▶ WHAT THE EXERCISE ASKS
Wherever the word "format" occurs in the listing below, copy that whole line.

[Start of section]

use anyhow::{Context, Result};
use serde::{Deserialize, Serialize};
use std::path::{Path, PathBuf};
use std::time::Duration;
use url::Url;

#[derive(Debug, Clone, Serialize, Deserialize)]
pub struct Config {
    /// Where videos live and which caption languages to prefer
    pub source: SourceConfig,

    /// Proxy used by the download tool
    pub proxy: ProxyConfig,

    /// External extraction tool settings
    pub tool: ToolConfig,

    /// Headless browser settings
    pub browser: BrowserSettings,

    /// Local key-value storage
    pub storage: StorageConfig,
}

#[derive(Debug, Clone, Serialize, Deserialize)]
pub struct SourceConfig {
    /// Base of the canonical watch URL; the video id is appended as `?v=<id>`
    pub watch_url: String,

    /// Caption languages in order of preference
    pub languages: Vec<String>,

    /// Timeout for caption API requests in seconds
    pub request_timeout_secs: u64,
}

#[derive(Debug, Clone, Serialize, Deserialize)]
pub struct ProxyConfig {
    pub host: String,
    pub port: u16,
}

impl ProxyConfig {
    pub fn url(&self) -> String {
        format!("http://{}:{}", self.host, self.port)
    }
}

#[derive(Debug, Clone, Serialize, Deserialize)]
pub struct ToolConfig {
    /// Path or name of the yt-dlp binary
    pub yt_dlp_path: String,

    /// Kill the tool if it runs longer than this
    pub timeout_secs: u64,
}

#[derive(Debug, Clone, Serialize, Deserialize)]
pub struct BrowserSettings {
    /// Chrome/Chromium binary; auto-detected when unset
    pub executable: Option<PathBuf>,

    pub window_width: u32,
    pub window_height: u32,

    /// CSS selector of the captions toggle
    pub caption_selector: String,

    /// How long to wait for the captions toggle to appear
    pub element_timeout_secs: u64,

    /// Delay between checks for the captions toggle
    pub poll_interval_ms: u64,

    /// Bounds of the random delay after enabling captions
    pub settle_min_ms: u64,
    pub settle_max_ms: u64,
}

impl BrowserSettings {
    pub fn element_timeout(&self) -> Duration {
        Duration::from_secs(self.element_timeout_secs)
    }

    pub fn poll_interval(&self) -> Duration {
        Duration::from_millis(self.poll_interval_ms.max(1))
    }
}

#[derive(Debug, Clone, Serialize, Deserialize)]
pub struct StorageConfig {
    /// Root of the local storage tree
    pub dir: PathBuf,

    /// Key-value store name under `key_value_stores/`
    pub store: String,

    /// Key the transcript is saved under
    pub output_key: String,

    /// Key the actor input is read from
    pub input_key: String,
}

impl StorageConfig {
    pub fn store_dir(&self) -> PathBuf {
        self.dir.join("key_value_stores").join(&self.store)
    }
}

impl Default for Config {
    fn default() -> Self {
        Self {
            source: SourceConfig {
                watch_url: "https://www.youtube.com/watch".to_string(),
                languages: vec!["en".to_string()],
                request_timeout_secs: 30,
            },
            proxy: ProxyConfig {
                host: "proxy.apify.com".to_string(),
                port: 8000,
            },
            tool: ToolConfig {
                yt_dlp_path: "yt-dlp".to_string(),
                timeout_secs: 120,
            },
            browser: BrowserSettings {
                executable: None,
                window_width: 1280,
                window_height: 720,
                caption_selector: ".ytp-subtitles-button".to_string(),
                element_timeout_secs: 10,
                poll_interval_ms: 250,
                settle_min_ms: 5_000,
                settle_max_ms: 10_000,
            },
            storage: StorageConfig {
                dir: PathBuf::from("apify_storage"),
                store: "default".to_string(),
                output_key: "OUTPUT".to_string(),
                input_key: "INPUT".to_string(),
            },
        }
    }
}

impl Config {
    /// Load configuration from file or create default, then apply environment overrides
    pub async fn load(path: Option<&Path>) -> Result<Self> {
        let config_path = match path {
            Some(path) => path.to_path_buf(),
            None => Self::config_path()?,
        };

        let mut config = if config_path.exists() {
            let content = fs_err::read_to_string(&config_path)
                .context("Failed to read config file")?;

            serde_yaml::from_str(&content)
                .context("Failed to parse config file")?
        } else {
            let config = Self::default();
            config.save_to(&config_path).await?;
            config
        };

        config.apply_overrides(|key| std::env::var(key).ok());
        config.validate()?;
        Ok(config)
    }

    /// Save configuration to file
    pub async fn save_to(&self, config_path: &Path) -> Result<()> {
        if let Some(parent) = config_path.parent() {
            if !parent.as_os_str().is_empty() {
                fs_err::create_dir_all(parent)?;
            }
        }

        let content = serde_yaml::to_string(self)
            .context("Failed to serialize config")?;

        fs_err::write(config_path, content)
            .context("Failed to write config file")?;

        Ok(())
    }

    /// Get configuration file path
    pub fn config_path() -> Result<PathBuf> {
        let local_config = PathBuf::from("config.yaml");
        if local_config.exists() {
            return Ok(local_config);
        }

        let config_dir = dirs::config_dir()
            .context("Could not determine config directory")?;

        Ok(config_dir.join("captionchain").join("config.yaml"))
    }

    /// Apply platform environment variables on top of the file configuration
    pub fn apply_overrides<F>(&mut self, lookup: F)
    where
        F: Fn(&str) -> Option<String>,
    {
        let lookup = |key: &str| lookup(key).map(|v| v.trim().to_string()).filter(|v| !v.is_empty());

        if let Some(dir) = lookup("APIFY_LOCAL_STORAGE_DIR") {
            self.storage.dir = PathBuf::from(dir);
        }
        if let Some(host) = lookup("APIFY_PROXY_HOSTNAME") {
            self.proxy.host = host;
        }
        if let Some(port) = lookup("APIFY_PROXY_PORT") {
            match port.parse() {
                Ok(port) => self.proxy.port = port,
                Err(_) => tracing::warn!("Ignoring invalid APIFY_PROXY_PORT: {}", port),
            }
        }
    }

    /// Validate configuration
    pub fn validate(&self) -> Result<()> {
        Url::parse(&self.source.watch_url)
            .with_context(|| format!("Invalid watch URL: {}", self.source.watch_url))?;

        if self.proxy.host.trim().is_empty() {
            anyhow::bail!("Proxy host must be configured");
        }

        if self.browser.window_width == 0 || self.browser.window_height == 0 {
            anyhow::bail!("Browser viewport must be non-zero");
        }

        if self.browser.settle_min_ms > self.browser.settle_max_ms {
            anyhow::bail!(
                "Settle delay minimum ({}ms) exceeds maximum ({}ms)",
                self.browser.settle_min_ms,
                self.browser.settle_max_ms
            );
        }

        if self.browser.caption_selector.trim().is_empty() {
            anyhow::bail!("Caption selector must not be empty");
        }

        Ok(())
    }

    /// Display current configuration
    pub fn display(&self) {
        println!("Current Configuration:");
        println!("  Watch URL: {}", self.source.watch_url);
        println!("  Caption Languages: {}", self.source.languages.join(", "));
        println!("  Proxy: {}", self.proxy.url());
        println!("  yt-dlp: {}", self.tool.yt_dlp_path);
        println!(
            "  Browser: {}x{}, element timeout {}s, settle {}-{}ms",
            self.browser.window_width,
            self.browser.window_height,
            self.browser.element_timeout_secs,
            self.browser.settle_min_ms,
            self.browser.settle_max_ms
        );
        println!("  Storage: {}", self.storage.store_dir().display());
    }
}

[End of section]

▶ RESPONSE AREA
        format!("http://{}:{}", self.host, self.port)
            .with_context(|| format!("Invalid watch URL: {}", self.source.watch_url))?;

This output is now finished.